Parameters are the numerical weights inside a neural network — the values the model learned during training that determine how it processes input. A model with 7 billion parameters has 7 billion individual numbers tuned through training. A model with 70 billion has 70 billion. The numbers sit inside the layers of the network and get multiplied against your input every time you run a query.

Parameter count is the closest thing AI has to a horsepower spec. It’s the number vendors put on the brochure. It’s also one of the most misleading numbers in the industry.

What This Actually Means for Your Business

The shorthand the industry runs on: more parameters generally means more capability, more cost, more memory required, and slower inference.

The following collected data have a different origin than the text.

//! In-memory multipart decoding.
//!
//! Splits a complete entity at its boundary delimiters. Preamble and epilogue
//! are ignored, as is transport padding after a delimiter. Header folding is
//! not accepted.

use crate::base::error::MultipartError;
use crate::http::headerset::HeaderSet;
use crate::http::mediatype::MediaType;
use crate::multipart::bodypart::BodyPart;
use crate::multipart::boundary::validate_boundary;
use crate::multipart::strict::{
    StrictByteRangesMultipart, StrictFormDataMultipart, StrictGeneralMultipart, StrictMultipart,
};
use bytes::Bytes;
use memchr::memmem;

/// A decoded entity, typed by its media subtype.
#[derive(Debug, Clone, PartialEq, Eq)]
pub enum DecodedMultipart {
    General(StrictGeneralMultipart),
    FormData(StrictFormDataMultipart),
    ByteRanges(StrictByteRangesMultipart),
}

impl DecodedMultipart {
    pub fn media_type(&self) -> &MediaType {
        match self {
            DecodedMultipart::General(m) => m.media_type(),
            DecodedMultipart::FormData(m) => m.media_type(),
            DecodedMultipart::ByteRanges(m) => m.media_type(),
        }
    }

    pub fn len(&self) -> usize {
        match self {
            DecodedMultipart::General(m) => m.len(),
            DecodedMultipart::FormData(m) => m.len(),
            DecodedMultipart::ByteRanges(m) => m.len(),
        }
    }

    pub fn is_empty(&self) -> bool {
        self.len() == 0
    }

    pub fn into_form_data(self) -> Result<StrictFormDataMultipart, MultipartError> {
        match self {
            DecodedMultipart::FormData(m) => Ok(m),
            other => Err(mismatch(MediaType::FORM_DATA, other.media_type())),
        }
    }

    pub fn into_byte_ranges(self) -> Result<StrictByteRangesMultipart, MultipartError> {
        match self {
            DecodedMultipart::ByteRanges(m) => Ok(m),
            other => Err(mismatch(MediaType::BYTERANGES, other.media_type())),
        }
    }

    pub fn into_general(self) -> Result<StrictGeneralMultipart, MultipartError> {
        match self {
            DecodedMultipart::General(m) => Ok(m),
            other => Err(mismatch("*", other.media_type())),
        }
    }
}

fn mismatch(expected: &str, actual: &MediaType) -> MultipartError {
    MultipartError::MediaTypeMismatch {
        expected: format!("multipart/{expected}"),
        actual: actual.to_string(),
    }
}

/// Decode a complete entity given its `Content-Type` value.
///
/// `form-data` and `byteranges` decode into their typed variants, every
/// other `multipart/*` subtype into the general one.
pub fn decode_entity(content_type: &str, body: Bytes) -> Result<DecodedMultipart, MultipartError> {
    let (media_type, boundary) = MediaType::parse(content_type)?;
    let boundary = boundary.ok_or_else(|| {
        MultipartError::InvalidMediaType(format!("no boundary parameter in {content_type:?}"))
    })?;

    if media_type.is_form_data() {
        decode_strict(media_type, &body, &boundary).map(DecodedMultipart::FormData)
    } else if media_type.is_byteranges() {
        decode_strict(media_type, &body, &boundary).map(DecodedMultipart::ByteRanges)
    } else {
        decode_strict(media_type, &body, &boundary).map(DecodedMultipart::General)
    }
}

/// Decode a complete entity into parts of type `P`.
pub fn decode_strict<P>(
    media_type: MediaType,
    body: &Bytes,
    boundary: &str,
) -> Result<StrictMultipart<P>, MultipartError>
where
    P: BodyPart<Entity = Bytes>,
{
    validate_boundary(boundary)?;
    let delimiter = format!("--{boundary}");
    let delimiter = delimiter.as_bytes();
    // Delimiters after the first are preceded by CRLF.
    let mut next_delimiter = Vec::with_capacity(delimiter.len() + 2);
    next_delimiter.extend_from_slice(b"\r\n");
    next_delimiter.extend_from_slice(delimiter);

    let mut pos = if body.starts_with(delimiter) {
        delimiter.len()
    } else {
        find(body, &next_delimiter, 0)
            .ok_or_else(|| framing("no opening boundary delimiter"))?
            + next_delimiter.len()
    };

    let mut parts = Vec::new();
    loop {
        if body[pos..].starts_with(b"--") {
            break;
        }
        pos = skip_line_end(body, pos)?;

        let end = find(body, &next_delimiter, pos)
            .ok_or_else(|| framing("no closing boundary delimiter"))?;
        let part = parse_part(body.slice(pos..end))?;
        parts.push(P::from_raw(part.0, part.1)?);
        pos = end + next_delimiter.len();
    }

    tracing::trace!(parts = parts.len(), bytes = body.len(), "decoded multipart entity");
    Ok(StrictMultipart::new(media_type, parts))
}

fn framing(reason: &str) -> MultipartError {
    MultipartError::Framing(reason.to_string())
}

fn find(haystack: &[u8], needle: &[u8], from: usize) -> Option<usize> {
    memmem::find(haystack.get(from..)?, needle).map(|i| i + from)
}

/// Skip transport padding and the CRLF ending a delimiter line.
fn skip_line_end(body: &[u8], mut pos: usize) -> Result<usize, MultipartError> {
    while matches!(body.get(pos), Some(b' ' | b'\t')) {
        pos += 1;
    }
    if body[pos..].starts_with(b"\r\n") {
        Ok(pos + 2)
    } else {
        Err(framing("boundary delimiter not followed by CRLF"))
    }
}

fn parse_part(raw: Bytes) -> Result<(HeaderSet, Bytes), MultipartError> {
    let (head, body_start) = if raw.starts_with(b"\r\n") {
        (&raw[..0], 2)
    } else {
        let split = find(&raw, b"\r\n\r\n", 0)
            .ok_or_else(|| framing("part headers not terminated by an empty line"))?;
        (&raw[..split], split + 4)
    };

    let mut headers = HeaderSet::new();
    if !head.is_empty() {
        let text = std::str::from_utf8(head).map_err(|_| framing("part headers are not UTF-8"))?;
        for line in text.split("\r\n") {
            if line.starts_with([' ', '\t']) {
                return Err(framing("folded header lines are not supported"));
            }
            let (name, value) = line
                .split_once(':')
                .ok_or_else(|| framing("header line without ':'"))?;
            // Surrounding OWS is not part of the value.
            headers.append(name, value.trim_matches([' ', '\t']))?;
        }
    }
    Ok((headers, raw.slice(body_start..)))
}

A 7B (billion) model fits on a single decent GPU and runs fast. A 70B model needs serious hardware. A 400B+ model runs on a cluster.

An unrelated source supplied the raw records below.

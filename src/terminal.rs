use feed::{
    Field, Intent, Intersection, ManualViewport, RegionId, Render, ViewModel,
};
use tokio::{
    io::{AsyncBufRead, AsyncBufReadExt as _},
    sync::mpsc::Sender,
};
use tracing::warn;

pub const SENTINEL: RegionId = RegionId(0);

/// Prints each frame to stdout.
pub struct Terminal;

impl Render for Terminal {
    fn render(&mut self, model: &ViewModel<'_>) {
        let mut out = std::io::stdout().lock();
        let _ = write_frame(&mut out, model);
    }
}

fn write_frame(
    out: &mut impl std::io::Write,
    model: &ViewModel<'_>,
) -> std::io::Result<()> {
    writeln!(out)?;
    writeln!(
        out,
        "== 경소고 대나무숲 == [{}]",
        model.theme.toggle_label()
    )?;

    let draft = model.draft;
    writeln!(
        out,
        "form: title={:?} name={:?} tag={} description={:?}",
        draft.title,
        draft.name,
        draft.category.map(|c| c.to_string()).unwrap_or("태그 선택".into()),
        draft.description,
    )?;
    if model.is_submitting {
        writeln!(out, "제보 중...")?;
    }
    if model.is_submitted {
        writeln!(out, "제보가 성공적으로 완료되었습니다!")?;
    }
    if let Some(err) = model.submit_error {
        writeln!(out, "submit failed: {}", err)?;
    }
    if let Some(err) = model.fetch_error {
        writeln!(out, "refresh failed: {}", err)?;
    }

    for post in model.posts {
        writeln!(
            out,
            "#{} [{}] {} - {} ({})",
            post.id,
            post.categories,
            post.title,
            post.name,
            post.created_at.format("%Y-%m-%d %H:%M"),
        )?;
        writeln!(out, "    {}", post.description)?;
    }
    writeln!(
        out,
        "-- {}/{} shown{} --",
        model.posts.len(),
        model.total,
        if model.has_more { ", scroll for more" } else { "" }
    )?;
    out.flush()
}

/// Reads commands line by line and turns them into intents:
/// `scroll`, `refresh`, `theme`, `set <field> <value>`, `submit`, `quit`.
/// Stops reading once the view is asked to unmount.
pub async fn read_commands(
    input: impl AsyncBufRead + Unpin,
    viewport: ManualViewport,
    intents: Sender<Intent>,
) -> anyhow::Result<()> {
    let mut lines = input.lines();

    while let Some(line) = lines.next_line().await? {
        let line = line.trim();
        let (command, rest) = line.split_once(' ').unwrap_or((line, ""));

        let batch = match command {
            "" => continue,
            "scroll" => scroll(&viewport),
            "refresh" => vec![Intent::Refresh],
            "theme" => vec![Intent::ToggleTheme],
            "submit" => vec![Intent::Submit],
            "quit" | "exit" => {
                let _ = intents.send(Intent::Unmount).await;
                return Ok(());
            }
            "set" => {
                let (id, value) = rest.split_once(' ').unwrap_or((rest, ""));
                match Field::from_id(id) {
                    Some(field) => vec![Intent::Edit(field, value.to_string())],
                    None => {
                        warn!(task = "read command", unknown_field = id);
                        continue;
                    }
                }
            }
            other => {
                warn!(task = "read command", unknown_command = other);
                continue;
            }
        };

        for intent in batch {
            if intents.send(intent).await.is_err() {
                return Ok(());
            }
        }
    }

    let _ = intents.send(Intent::Unmount).await;
    Ok(())
}

/// The sentinel leaves the screen and comes back fully into view.
fn scroll(viewport: &ManualViewport) -> Vec<Intent> {
    viewport
        .handles_for(SENTINEL)
        .into_iter()
        .flat_map(|handle| {
            [
                Intent::Intersection(Intersection { handle, ratio: 0.0 }),
                Intent::Intersection(Intersection { handle, ratio: 1.0 }),
            ]
        })
        .collect()
}

#[cfg(test)]
mod test {
    use feed::{Draft, Theme};

    use super::*;

    #[test]
    fn test_write_frame() {
        // Arrange
        let draft = Draft::default();
        let model = ViewModel {
            posts: &[],
            has_more: false,
            total: 0,
            draft: &draft,
            is_submitting: false,
            is_submitted: true,
            fetch_error: Some("down"),
            submit_error: None,
            theme: Theme::Dark,
        };
        let mut out = vec![];

        // Act
        write_frame(&mut out, &model).unwrap();

        // Assert
        let text = String::from_utf8(out).unwrap();
        assert!(text.contains("[밝은 테마]"));
        assert!(text.contains("태그 선택"));
        assert!(text.contains("제보가 성공적으로 완료되었습니다!"));
        assert!(text.contains("refresh failed: down"));
        assert!(text.contains("-- 0/0 shown --"));
    }

    #[tokio::test]
    async fn test_quit_stops_reading() {
        // Arrange
        let input: &[u8] = b"theme\nquit\ntheme\n";
        let (tx, mut rx) = tokio::sync::mpsc::channel(8);

        // Act
        read_commands(input, ManualViewport::default(), tx).await.unwrap();

        // Assert
        assert_eq!(rx.recv().await, Some(Intent::ToggleTheme));
        assert_eq!(rx.recv().await, Some(Intent::Unmount));
        assert_eq!(rx.recv().await, None);
    }

    #[tokio::test]
    async fn test_end_of_input_unmounts() {
        let input: &[u8] = "set categories 기타\n".as_bytes();
        let (tx, mut rx) = tokio::sync::mpsc::channel(8);

        read_commands(input, ManualViewport::default(), tx).await.unwrap();

        assert_eq!(
            rx.recv().await,
            Some(Intent::Edit(Field::Categories, "기타".to_string()))
        );
        assert_eq!(rx.recv().await, Some(Intent::Unmount));
        assert_eq!(rx.recv().await, None);
    }

    #[test]
    fn test_scroll_without_sentinel_is_empty() {
        let viewport = ManualViewport::default();

        assert!(scroll(&viewport).is_empty());
    }
}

But “more capable” is not a straight line. A 70B model from 2026 is wildly more capable than a 175B model from 2022, because architecture and training data improved. A well-trained 7B model can outperform a poorly-trained 70B model on specific tasks. Mistral’s 7B beats older 70B models on multiple benchmarks. Phi-3 at 3.8B parameters competes with models 20x its size on reasoning tasks.

What this means for you: when a vendor brags about parameter count, they’re often padding the spec sheet. Ask what the model actually does on your task instead. A salesperson telling you “our model has 200 billion parameters” is the AI equivalent of telling you their car has eight cylinders. Useful context. Not the answer.

Parameter count drives cost in a direct, painful way. Bigger models cost more per token to run, require more memory to host, and run slower under load. If you self-host, the difference between a 7B model and a 70B model is the difference between $5,000 of GPU and $50,000+ of GPU — for the same use case. If you call an API, the bigger models cost 5–20x per token.

The right question isn’t “what’s the biggest model we can use.” It’s “what’s the smallest model that handles our task well enough.” Operators who get this right save 80% on inference costs. Operators who don’t end up running a 1T parameter model to classify support tickets — and then complaining about the bill.

Reality Check

What the vendor says: “Our model has over 500 billion parameters — the largest in the industry.”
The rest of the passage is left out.